Ein praktisches Buch über den Dialog und unsere Fähigkeiten, uns auszudrücken und zuzuhören. Es zeigt Nutzen und Notwendigkeit, sensibler für die soziale Praxis des Miteinander-Sprechens zu werden.
Der Titel des im Frühjahr dieses Jahres erschienenen Buches von Berenike Stolzenburg und Albert Vinzens lockt mit Leichtigkeit. ‹Von Tulpen, Giraffenherzen und dem Dialog› klingt nach spielerischem Umgang mit Worten, mit Sprechen, mit Ich und Wir. Aber schon beim Aufschlagen der ersten Seiten verflüchtigt sich die eventuell erwartete Genüsslichkeit. Es geht hier nicht um Poesie, und auch nicht um Behaglichkeit von Idealen, die sich gut träumen lassen. Mit diesem Buch ist ein ernsthafter Versuch gemacht, unsere Art zu kommunizieren neu zu denken, aber vor allem neu zu greifen.

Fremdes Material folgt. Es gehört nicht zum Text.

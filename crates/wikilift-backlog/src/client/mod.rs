//! Backlog REST API client.
//!
//! Sync HTTP client for the Backlog API v2. Every request carries the
//! `apiKey` query parameter; the base URL is derived from the resolved
//! space id and domain.

mod attachments;
mod wikis;

use std::path::Path;
use std::time::Duration;

use serde::de::DeserializeOwned;
use ureq::Agent;

use wikilift_config::Credentials;
use wikilift_core::{AttachmentRef, PageRef, WikiClient, WikiError};

use crate::error::BacklogError;

/// Default HTTP timeout in seconds.
const DEFAULT_TIMEOUT: u64 = 30;

/// Backlog API v2 client.
pub struct BacklogClient {
    agent: Agent,
    base_url: String,
    credentials: Credentials,
}

impl BacklogClient {
    /// Create a client for the space described by `credentials`.
    #[must_use]
    pub fn new(credentials: Credentials) -> Self {
        let agent = Agent::config_builder()
            .timeout_global(Some(Duration::from_secs(DEFAULT_TIMEOUT)))
            .http_status_as_error(false)
            .build()
            .into();

        let base_url = format!("https://{}.{}", credentials.space_id, credentials.domain);
        Self {
            agent,
            base_url,
            credentials,
        }
    }

    /// Base URL of the space (no trailing slash).
    #[must_use]
    pub fn base_url(&self) -> &str {
        &self.base_url
    }

    /// Web URL of a wiki page.
    #[must_use]
    pub fn wiki_url(&self, project: &str, name: &str) -> String {
        format!("{}/wiki/{project}/{name}", self.base_url)
    }

    pub(crate) fn agent(&self) -> &Agent {
        &self.agent
    }

    pub(crate) fn api_url(&self) -> String {
        format!("{}/api/v2", self.base_url)
    }

    pub(crate) fn api_key(&self) -> &str {
        &self.credentials.api_key
    }

    /// Decode a response, classifying HTTP error statuses.
    pub(crate) fn read_json<T: DeserializeOwned>(
        response: ureq::http::Response<ureq::Body>,
    ) -> Result<T, BacklogError> {
        let status = response.status().as_u16();
        let mut body = response.into_body();

        if status >= 400 {
            let error_body = body
                .read_to_string()
                .unwrap_or_else(|_| "(unable to read error body)".to_owned());
            return Err(BacklogError::from_status(status, error_body));
        }

        Ok(body.read_json()?)
    }
}

impl WikiClient for BacklogClient {
    fn project_id(&self, project: &str) -> Result<u64, WikiError> {
        Ok(self.get_project(project)?.id)
    }

    fn find_page(&self, project: &str, name: &str) -> Result<Option<PageRef>, WikiError> {
        Ok(self.find_wiki_by_name(project, name)?.map(|entry| PageRef {
            id: entry.id,
            name: entry.name,
        }))
    }

    fn create_page(
        &self,
        project_id: u64,
        name: &str,
        content: &str,
    ) -> Result<PageRef, WikiError> {
        let page = self.create_wiki(project_id, name, content, false)?;
        Ok(PageRef {
            id: page.id,
            name: page.name,
        })
    }

    fn update_page(&self, page_id: u64, content: &str) -> Result<PageRef, WikiError> {
        let page = self.update_wiki(page_id, content, false)?;
        Ok(PageRef {
            id: page.id,
            name: page.name,
        })
    }

    fn upload_attachment(&self, file: &Path) -> Result<AttachmentRef, WikiError> {
        let attachment = BacklogClient::upload_attachment(self, file)?;
        Ok(AttachmentRef {
            id: attachment.id,
            name: attachment.name,
        })
    }

    fn attach_to_page(
        &self,
        page_id: u64,
        attachment_ids: &[u64],
    ) -> Result<Vec<AttachmentRef>, WikiError> {
        let attached = self.attach_to_wiki(page_id, attachment_ids)?;
        Ok(attached
            .into_iter()
            .map(|a| AttachmentRef {
                id: a.id,
                name: a.name,
            })
            .collect())
    }

    fn page_url(&self, project: &str, name: &str) -> Option<String> {
        Some(self.wiki_url(project, name))
    }
}

#[cfg(test)]
mod tests {
    use super::*;
    use pretty_assertions::assert_eq;

    fn client() -> BacklogClient {
        BacklogClient::new(Credentials {
            space_id: "demo".to_owned(),
            api_key: "key".to_owned(),
            domain: "backlog.jp".to_owned(),
        })
    }

    #[test]
    fn test_base_url_from_credentials() {
        assert_eq!(client().base_url(), "https://demo.backlog.jp");
        assert_eq!(client().api_url(), "https://demo.backlog.jp/api/v2");
    }

    #[test]
    fn test_wiki_url() {
        assert_eq!(
            client().wiki_url("PROJ", "Guides/Install"),
            "https://demo.backlog.jp/wiki/PROJ/Guides/Install"
        );
    }
}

Allerdings ohne den dramatischen Druck, sondern dann doch in freilassender Leichtigkeit, die sich so bereits als Bestandteil von Dialog zeigt. Die Ernsthaftigkeit liegt in meinem eigenen Bemühen um Verständigung. Das Buch ist also eine ‹Selbstanpackhilfe›, aber nicht im klassischen Ratgebersinn, auch wenn Nuancen davon enthalten sind. Die Absicht ist von Beginn an klar formuliert: die Möglichkeiten und dazu nötigen Haltungen und Handgriffe zu erkunden. «Wenn man in der Autonomie bleibt und das Gegenüber absolut in seiner Autonomie lässt, kann eine menschliche Begegnung etwas werden, wo man tief in einen Rätselgrund hineinschaut», heißt es beispielsweise.
Das Buch ist interessant konzipiert. Es mischt aus Erzähl-, Gedicht-, Gesprächs- und Analyseformen ein Konglomerat unseres menschlichen Mitteilens. Dieser Ansatz schafft ein Erlebnis der Vielschichtigkeit von Kommunikation.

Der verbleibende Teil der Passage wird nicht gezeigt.